I’m pissed at my therapist for wanting so sit there and “BE WITH ME” while I get sad or angry.  (FUCK THAT!)

I’m pissed at my good friends for returning my calls when I  leave sobbing voicemails.  (Just leave me the FUCK ALONE!)

I’m pissed at my gently pained back and hips for CONSTANTLY, reminding me of the tumors growing there.

I’m pissed at my husband for never, ever helping me with the holiday preparations and celebration.  Why the FUCK do I have to do it all AND DIE?

I’m pissed that I’m pissed. WHAT A WASTE OF FAMILY TIME!

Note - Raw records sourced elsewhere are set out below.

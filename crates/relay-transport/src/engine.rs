//! Transport engine capability traits.
//!
//! The pool depends only on these traits. A concrete engine (a real SMTP
//! client, or the in-memory engine in `relay-testing`) implements
//! [`SessionFactory`] and hands out [`TransportSession`]s.

use bytes::Bytes;

use crate::config::SessionConfig;
use crate::error::TransportError;

/// Failure signal reported by an engine.
///
/// `code` is classified by [`crate::classify`]; `detail` is free-form
/// diagnostic text (for example the server's last response).
#[derive(Debug, Clone, PartialEq, Eq)]
pub struct RawFailure {
    /// Engine failure code.
    pub code: String,
    /// Diagnostic detail.
    pub detail: String,
}

impl RawFailure {
    /// Create a failure with the given code and detail.
    pub fn new(code: impl Into<String>, detail: impl Into<String>) -> Self {
        Self {
            code: code.into(),
            detail: detail.into(),
        }
    }

    /// Create a failure with no detail text.
    pub fn code(code: impl Into<String>) -> Self {
        Self::new(code, String::new())
    }
}

/// Protocol-ready message: envelope plus rendered content.
#[derive(Debug, Clone, PartialEq, Eq)]
pub struct Payload {
    /// Envelope sender (`MAIL FROM`).
    pub mail_from: String,
    /// Envelope recipients (`RCPT TO`).
    pub recipients: Vec<String>,
    /// Rendered message content.
    pub data: Bytes,
}

impl Payload {
    /// Create a payload.
    pub fn new(mail_from: impl Into<String>, recipients: Vec<String>, data: impl Into<Bytes>) -> Self {
        Self {
            mail_from: mail_from.into(),
            recipients,
            data: data.into(),
        }
    }

    /// Size of the rendered content in bytes.
    #[must_use]
    pub fn len(&self) -> usize {
        self.data.len()
    }

    /// Check if the rendered content is empty.
    #[must_use]
    pub fn is_empty(&self) -> bool {
        self.data.is_empty()
    }
}

/// Engine acknowledgement of a successful send.
#[derive(Debug, Clone, Default, PartialEq, Eq)]
pub struct SendReceipt {
    /// Final server response line.
    pub response: String,
    /// Number of recipients the server accepted.
    pub accepted_recipients: usize,
}

/// One live (or lazily connected) transport session.
///
/// Sessions are exclusively owned by whoever holds them; the pool hands a
/// session to exactly one lessee at a time, so methods take `&mut self`.
/// `#[async_trait]` keeps the trait object-safe.
#[async_trait::async_trait]
pub trait TransportSession: Send {
    /// Connect and authenticate if not already connected.
    async fn open_or_reuse(&mut self) -> Result<(), RawFailure>;

    /// Transmit one payload over the session.
    async fn send_payload(&mut self, payload: &Payload) -> Result<SendReceipt, RawFailure>;

    /// Lightweight round-trip verifying connectivity and login.
    async fn validate(&mut self) -> Result<(), RawFailure>;

    /// Close the underlying connection.
    async fn close_session(&mut self);

    /// Check if the underlying connection is open.
    fn is_connected(&self) -> bool;
}

/// Creates sessions for the pool.
///
/// Creation must not perform network I/O: the pool calls this while holding
/// its critical section. Connection happens later in
/// [`TransportSession::open_or_reuse`].
pub trait SessionFactory: Send + Sync {
    /// Create a new, not yet connected session.
    fn create_session(
        &self,
        config: &SessionConfig,
    ) -> Result<Box<dyn TransportSession>, TransportError>;
}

I’m PISSED that even  the sessions on Professional Development Day that DID interest me won’te matter BECAUSE I’LL ONLY BE TEACHING ANOTHER COUPLE OF QUARTERS, MOST LIKELY.

I’m really pissed that this might be my last year teaching.

I’m pissed that I’ll never get to practice the new leadership skills I was developing.  That I’ll never have that quarter when “I got it right” as a teacher.

I’m pissed that my kids are going to grow up without me.

I’m pissed my lovely puppy will have to be walked by someone else.

But I’m really pissed at YOU.  I’m pissed that this is happening to me and NOT YOU.

So I’m plugging my ears, stomping my feet, and yelling LALALALALALALALALALALA!!!!

I’m walking into this angry storm with fists raised and legs kicking, face learning forward into slashing tears,  howling rage and bitterness.